▶ Work request:
Transcribe the entries exactly as each line appears.

==*==

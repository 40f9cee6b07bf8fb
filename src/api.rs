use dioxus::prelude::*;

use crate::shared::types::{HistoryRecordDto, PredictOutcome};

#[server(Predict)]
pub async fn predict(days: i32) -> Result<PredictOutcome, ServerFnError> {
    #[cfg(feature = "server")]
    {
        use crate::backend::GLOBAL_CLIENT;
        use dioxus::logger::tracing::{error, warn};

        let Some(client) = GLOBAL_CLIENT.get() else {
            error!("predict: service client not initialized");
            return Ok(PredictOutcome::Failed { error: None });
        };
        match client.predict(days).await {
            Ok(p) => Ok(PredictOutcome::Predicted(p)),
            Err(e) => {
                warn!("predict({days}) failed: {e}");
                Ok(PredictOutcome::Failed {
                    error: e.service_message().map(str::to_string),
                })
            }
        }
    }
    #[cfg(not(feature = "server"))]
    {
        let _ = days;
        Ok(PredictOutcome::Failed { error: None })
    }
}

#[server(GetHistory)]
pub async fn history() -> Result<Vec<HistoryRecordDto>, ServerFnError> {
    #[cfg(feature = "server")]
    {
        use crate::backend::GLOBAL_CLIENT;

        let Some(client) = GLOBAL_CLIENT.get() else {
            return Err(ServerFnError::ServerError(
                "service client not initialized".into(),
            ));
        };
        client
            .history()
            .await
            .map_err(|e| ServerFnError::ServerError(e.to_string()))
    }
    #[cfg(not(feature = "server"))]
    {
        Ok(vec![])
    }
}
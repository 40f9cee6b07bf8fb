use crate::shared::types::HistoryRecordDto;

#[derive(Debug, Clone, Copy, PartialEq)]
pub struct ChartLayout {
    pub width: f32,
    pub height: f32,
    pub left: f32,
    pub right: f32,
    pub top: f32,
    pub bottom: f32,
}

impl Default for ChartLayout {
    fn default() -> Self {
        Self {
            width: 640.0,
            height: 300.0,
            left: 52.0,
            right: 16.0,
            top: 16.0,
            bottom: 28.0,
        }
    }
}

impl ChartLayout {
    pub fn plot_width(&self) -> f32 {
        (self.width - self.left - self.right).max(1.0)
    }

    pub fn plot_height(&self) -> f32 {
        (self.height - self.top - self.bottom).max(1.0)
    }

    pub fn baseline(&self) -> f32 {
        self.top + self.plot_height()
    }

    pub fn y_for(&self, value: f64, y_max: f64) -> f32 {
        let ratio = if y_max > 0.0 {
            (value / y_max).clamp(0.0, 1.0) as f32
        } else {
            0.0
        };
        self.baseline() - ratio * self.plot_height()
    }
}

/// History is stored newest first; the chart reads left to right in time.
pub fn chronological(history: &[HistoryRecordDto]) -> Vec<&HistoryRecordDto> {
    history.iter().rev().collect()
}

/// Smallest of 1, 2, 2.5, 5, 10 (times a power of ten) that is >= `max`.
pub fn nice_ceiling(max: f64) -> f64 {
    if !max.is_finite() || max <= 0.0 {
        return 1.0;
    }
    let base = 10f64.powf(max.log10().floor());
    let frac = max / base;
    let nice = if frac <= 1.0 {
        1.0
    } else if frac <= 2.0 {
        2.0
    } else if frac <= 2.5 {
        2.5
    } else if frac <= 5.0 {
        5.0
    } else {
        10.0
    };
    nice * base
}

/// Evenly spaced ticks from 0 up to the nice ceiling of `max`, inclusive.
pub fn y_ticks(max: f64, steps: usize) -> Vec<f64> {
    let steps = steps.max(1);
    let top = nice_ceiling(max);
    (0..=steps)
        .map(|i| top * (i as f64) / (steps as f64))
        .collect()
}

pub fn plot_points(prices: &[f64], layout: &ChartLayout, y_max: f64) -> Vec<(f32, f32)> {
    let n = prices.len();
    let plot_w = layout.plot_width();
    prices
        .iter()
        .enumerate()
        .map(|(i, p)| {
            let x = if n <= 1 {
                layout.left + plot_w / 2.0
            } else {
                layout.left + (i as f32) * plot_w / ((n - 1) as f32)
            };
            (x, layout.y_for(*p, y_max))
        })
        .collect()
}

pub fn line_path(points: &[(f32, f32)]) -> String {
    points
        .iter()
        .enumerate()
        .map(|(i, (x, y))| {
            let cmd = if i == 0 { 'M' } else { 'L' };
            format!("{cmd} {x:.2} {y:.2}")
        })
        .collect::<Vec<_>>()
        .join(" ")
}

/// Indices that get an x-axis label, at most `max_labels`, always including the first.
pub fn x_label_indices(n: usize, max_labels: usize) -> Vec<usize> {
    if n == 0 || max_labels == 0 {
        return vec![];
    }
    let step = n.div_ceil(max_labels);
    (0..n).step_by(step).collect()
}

==*==

▶ Your solution:
repository 40f9cee6b07bf8fb
filename src/api.rs
use dioxus::prelude::*;

use crate::shared::types::{HistoryRecordDto, PredictOutcome};

#[server(Predict)]
pub async fn predict(days: i32) -> Result<PredictOutcome, ServerFnError> {
    #[cfg(feature = "server")]
    {
        use crate::backend::GLOBAL_CLIENT;
        use dioxus::logger::tracing::{error, warn};

        let Some(client) = GLOBAL_CLIENT.get() else {
            error!("predict: service client not initialized");
            return Ok(PredictOutcome::Failed { error: None });
        };
        match client.predict(days).await {
            Ok(p) => Ok(PredictOutcome::Predicted(p)),
            Err(e) => {
                warn!("predict({days}) failed: {e}");
                Ok(PredictOutcome::Failed {
                    error: e.service_message().map(str::to_string),
                })
            }
        }
    }
    #[cfg(not(feature = "server"))]
    {
        let _ = days;
        Ok(PredictOutcome::Failed { error: None })
    }
}

#[server(GetHistory)]
pub async fn history() -> Result<Vec<HistoryRecordDto>, ServerFnError> {
    #[cfg(feature = "server")]
    {
        use crate::backend::GLOBAL_CLIENT;

        let Some(client) = GLOBAL_CLIENT.get() else {
            return Err(ServerFnError::ServerError(
                "service client not initialized".into(),
            ));
        };
        client
            .history()
            .await
            .map_err(|e| ServerFnError::ServerError(e.to_string()))
    }
    #[cfg(not(feature = "server"))]
    {
        Ok(vec![])
    }
}
repository 40f9cee6b07bf8fb
use crate::shared::types::HistoryRecordDto;

#[derive(Debug, Clone, Copy, PartialEq)]
pub struct ChartLayout {
    pub width: f32,
    pub height: f32,
    pub left: f32,
    pub right: f32,
    pub top: f32,
    pub bottom: f32,
}

impl Default for ChartLayout {
    fn default() -> Self {
        Self {
            width: 640.0,
            height: 300.0,
            left: 52.0,
            right: 16.0,
            top: 16.0,
            bottom: 28.0,
        }
    }
}

impl ChartLayout {
    pub fn plot_width(&self) -> f32 {
        (self.width - self.left - self.right).max(1.0)
    }

    pub fn plot_height(&self) -> f32 {
        (self.height - self.top - self.bottom).max(1.0)
    }

    pub fn baseline(&self) -> f32 {
        self.top + self.plot_height()
    }

    pub fn y_for(&self, value: f64, y_max: f64) -> f32 {
        let ratio = if y_max > 0.0 {
            (value / y_max).clamp(0.0, 1.0) as f32
        } else {
            0.0
        };
        self.baseline() - ratio * self.plot_height()
    }
}

/// History is stored newest first; the chart reads left to right in time.
pub fn chronological(history: &[HistoryRecordDto]) -> Vec<&HistoryRecordDto> {
    history.iter().rev().collect()
}

/// Smallest of 1, 2, 2.5, 5, 10 (times a power of ten) that is >= `max`.
pub fn nice_ceiling(max: f64) -> f64 {
    if !max.is_finite() || max <= 0.0 {
        return 1.0;
    }
    let base = 10f64.powf(max.log10().floor());
    let frac = max / base;
    let nice = if frac <= 1.0 {
        1.0
    } else if frac <= 2.0 {
        2.0
    } else if frac <= 2.5 {
        2.5
    } else if frac <= 5.0 {
        5.0
    } else {
        10.0
    };
    nice * base
}

/// Evenly spaced ticks from 0 up to the nice ceiling of `max`, inclusive.
pub fn y_ticks(max: f64, steps: usize) -> Vec<f64> {
    let steps = steps.max(1);
    let top = nice_ceiling(max);
    (0..=steps)
        .map(|i| top * (i as f64) / (steps as f64))
        .collect()
}

pub fn plot_points(prices: &[f64], layout: &ChartLayout, y_max: f64) -> Vec<(f32, f32)> {
    let n = prices.len();
    let plot_w = layout.plot_width();
    prices
        .iter()
        .enumerate()
        .map(|(i, p)| {
            let x = if n <= 1 {
                layout.left + plot_w / 2.0
            } else {
                layout.left + (i as f32) * plot_w / ((n - 1) as f32)
            };
            (x, layout.y_for(*p, y_max))
        })
        .collect()
}

pub fn line_path(points: &[(f32, f32)]) -> String {
    points
        .iter()
        .enumerate()
        .map(|(i, (x, y))| {
            let cmd = if i == 0 { 'M' } else { 'L' };
            format!("{cmd} {x:.2} {y:.2}")
        })
        .collect::<Vec<_>>()
        .join(" ")
}

/// Indices that get an x-axis label, at most `max_labels`, always including the first.
pub fn x_label_indices(n: usize, max_labels: usize) -> Vec<usize> {
    if n == 0 || max_labels == 0 {
        return vec![];
    }
    let step = n.div_ceil(max_labels);
    (0..n).step_by(step).collect()
}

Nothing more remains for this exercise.